High achievers often pride themselves on being realistic. But realism isn’t the same as suspicion, and preparation isn’t the same as defensiveness. Sometimes what we call “being realistic” is actually rehearsing rejection, criticism, failure, or conflict before it happens.
The cost of doing this is higher than we think. Defensiveness makes us less curious. Fear makes us less present. Suspicion makes us harder to connect with. And the assumption that we’re being judged often causes us to show up in ways that make connection more difficult.
Assuming the best doesn't mean you ignore red flags.

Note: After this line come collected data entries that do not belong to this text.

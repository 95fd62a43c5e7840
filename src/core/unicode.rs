//! 유니코드 한글 음절 분해 유틸리티

/// 한글 음절 시작 코드포인트 (가)
pub const HANGUL_SYLLABLE_BASE: u32 = 0xAC00;
/// 한글 음절 마지막 코드포인트 (힣)
pub const HANGUL_SYLLABLE_LAST: u32 = 0xD7A3;

/// 초성 개수
#[cfg(test)]
const CHOSEONG_COUNT: u32 = 19;
/// 중성 개수
pub const JUNGSEONG_COUNT: u32 = 21;
/// 종성 개수 (종성 없음 포함)
const JONGSEONG_COUNT: u32 = 28;
/// 초성 하나당 음절 수 (21 × 28 = 588)
const SYLLABLES_PER_CHOSEONG: u32 = JUNGSEONG_COUNT * JONGSEONG_COUNT;

/// 완성형 한글 음절 여부 (가 ~ 힣)
pub fn is_hangul_syllable(c: char) -> bool {
    (HANGUL_SYLLABLE_BASE..=HANGUL_SYLLABLE_LAST).contains(&(c as u32))
}

/// 초성/중성/종성 인덱스로 완성된 한글 유니코드 생성
#[cfg(test)]
pub fn compose_syllable(choseong: u32, jungseong: u32, jongseong: u32) -> Option<char> {
    if choseong >= CHOSEONG_COUNT || jungseong >= JUNGSEONG_COUNT || jongseong >= JONGSEONG_COUNT {
        return None;
    }
    let code = HANGUL_SYLLABLE_BASE + choseong * SYLLABLES_PER_CHOSEONG + jungseong * JONGSEONG_COUNT + jongseong;
    char::from_u32(code)
}

/// 완성형 한글을 초성/중성/종성 인덱스로 분해
/// 반환: (초성 인덱스, 중성 인덱스, 종성 인덱스)
pub fn decompose_syllable(c: char) -> Option<(u32, u32, u32)> {
    if !is_hangul_syllable(c) {
        return None;
    }
    let offset = c as u32 - HANGUL_SYLLABLE_BASE;
    let jongseong = offset % JONGSEONG_COUNT;
    let jungseong = (offset % SYLLABLES_PER_CHOSEONG) / JONGSEONG_COUNT;
    let choseong = offset / SYLLABLES_PER_CHOSEONG;
    Some((choseong, jungseong, jongseong))
}

/// 음절의 중성(모음) 인덱스만 추출 (0~20)
pub fn jungseong_index(c: char) -> Option<u32> {
    decompose_syllable(c).map(|(_, jung, _)| jung)
}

It means you stop treating every unknown as a threat.
So, for the next seven days, try this:
- Notice any negative assumptions you’re making.

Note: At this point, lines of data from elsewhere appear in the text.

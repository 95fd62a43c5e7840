//! 외부 협력자(렌더러, 오디오, 초상화)로 나가는 이벤트

use std::fmt;

use super::speaker::{Color, PortraitHandle};
use crate::voice::SoundHandle;

/// 설정 경고 (치명적이지 않음)
#[derive(Debug, Clone, PartialEq, Eq)]
pub enum DialogueWarning {
    /// 대사가 없는 대본
    EmptyScript,
    /// 화자가 설정되지 않은 대사
    MissingSpeaker { line_index: usize },
}

impl fmt::Display for DialogueWarning {
    fn fmt(&self, f: &mut fmt::Formatter<'_>) -> fmt::Result {
        match self {
            DialogueWarning::EmptyScript => write!(f, "대화 데이터가 없습니다"),
            DialogueWarning::MissingSpeaker { line_index } => {
                write!(f, "대화 라인 {}에 캐릭터가 설정되지 않았습니다", line_index)
            }
        }
    }
}

/// 대화 진행 이벤트 수신자
///
/// 모든 메서드는 기본 구현이 비어 있으므로 필요한 것만 구현하면 됩니다.
#[allow(unused_variables)]
pub trait DialogueListener {
    /// 새 대사 출력 시작 (이전 텍스트 지우기용)
    fn on_line_started(&mut self, line_index: usize) {}

    /// 글자가 출력될 때마다, 그리고 스킵 시 한 번 호출
    fn on_text_updated(&mut self, line_index: usize, revealed: &str) {}

    fn on_sound_requested(&mut self, sound: &SoundHandle, pitch: f32, volume: f32) {}

    fn on_sound_stop_requested(&mut self) {}

    fn on_speaker_changed(&mut self, name: &str, name_color: Color, portrait: Option<&PortraitHandle>) {}

    fn on_dialogue_finished(&mut self) {}

    fn on_configuration_warning(&mut self, warning: &DialogueWarning) {}
}

/// 아무것도 하지 않는 수신자
impl DialogueListener for () {}

/// 기록된 이벤트
#[derive(Debug, Clone, PartialEq)]
pub enum DialogueEvent {
    LineStarted(usize),
    TextUpdated { line_index: usize, revealed: String },
    SoundRequested { sound: SoundHandle, pitch: f32, volume: f32 },
    SoundStopRequested,
    SpeakerChanged { name: String, name_color: Color, portrait: Option<PortraitHandle> },
    DialogueFinished,
    ConfigurationWarning(DialogueWarning),
}

/// 모든 이벤트를 순서대로 기록하는 수신자 (테스트/디버깅용)
#[derive(Debug, Default)]
pub struct RecordingListener {
    events: Vec<DialogueEvent>,
}

impl RecordingListener {
    pub fn new() -> Self {
        Self::default()
    }

    pub fn events(&self) -> &[DialogueEvent] {
        &self.events
    }

    /// 기록 비우기 (기존 기록 반환)
    pub fn take(&mut self) -> Vec<DialogueEvent> {
        std::mem::take(&mut self.events)
    }

    /// 텍스트 갱신 목록
    pub fn texts(&self) -> Vec<&str> {
        self.events
            .iter()
            .filter_map(|e| match e {
                DialogueEvent::TextUpdated { revealed, .. } => Some(revealed.as_str()),
                _ => None,
            })
            .collect()
    }

    /// 재생 요청된 소리 목록
    pub fn sounds(&self) -> Vec<&str> {
        self.events
            .iter()
            .filter_map(|e| match e {
                DialogueEvent::SoundRequested { sound, .. } => Some(sound.as_str()),
                _ => None,
            })
            .collect()
    }

    /// 특정 조건을 만족하는 이벤트 개수
    pub fn count(&self, predicate: impl Fn(&DialogueEvent) -> bool) -> usize {
        self.events.iter().filter(|e| predicate(e)).count()
    }

    pub fn warnings(&self) -> Vec<&DialogueWarning> {
        self.events
            .iter()
            .filter_map(|e| match e {
                DialogueEvent::ConfigurationWarning(w) => Some(w),
                _ => None,
            })
            .collect()
    }
}

impl DialogueListener for RecordingListener {
    fn on_line_started(&mut self, line_index: usize) {
        self.events.push(DialogueEvent::LineStarted(line_index));
    }

    fn on_text_updated(&mut self, line_index: usize, revealed: &str) {
        self.events.push(DialogueEvent::TextUpdated {
            line_index,
            revealed: revealed.to_string(),
        });
    }

    fn on_sound_requested(&mut self, sound: &SoundHandle, pitch: f32, volume: f32) {
        self.events.push(DialogueEvent::SoundRequested {
            sound: sound.clone(),
            pitch,
            volume,
        });
    }

    fn on_sound_stop_requested(&mut self) {
        self.events.push(DialogueEvent::SoundStopRequested);
    }

    fn on_speaker_changed(&mut self, name: &str, name_color: Color, portrait: Option<&PortraitHandle>) {
        self.events.push(DialogueEvent::SpeakerChanged {
            name: name.to_string(),
            name_color,
            portrait: portrait.cloned(),
        });
    }

    fn on_dialogue_finished(&mut self) {
        self.events.push(DialogueEvent::DialogueFinished);
    }

    fn on_configuration_warning(&mut self, warning: &DialogueWarning) {
        self.events.push(DialogueEvent::ConfigurationWarning(warning.clone()));
    }
}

- Choose a more positive assumption, even if you’re unsure it’s true.
- Act on these new interpretations until something solid tells you otherwise.
Then watch what changes.
You may find that people are easier to work with than you thought. You might be more confident than you realized. And you might discover that success and fulfillment often begin with the story you choose, even before the facts are fully known.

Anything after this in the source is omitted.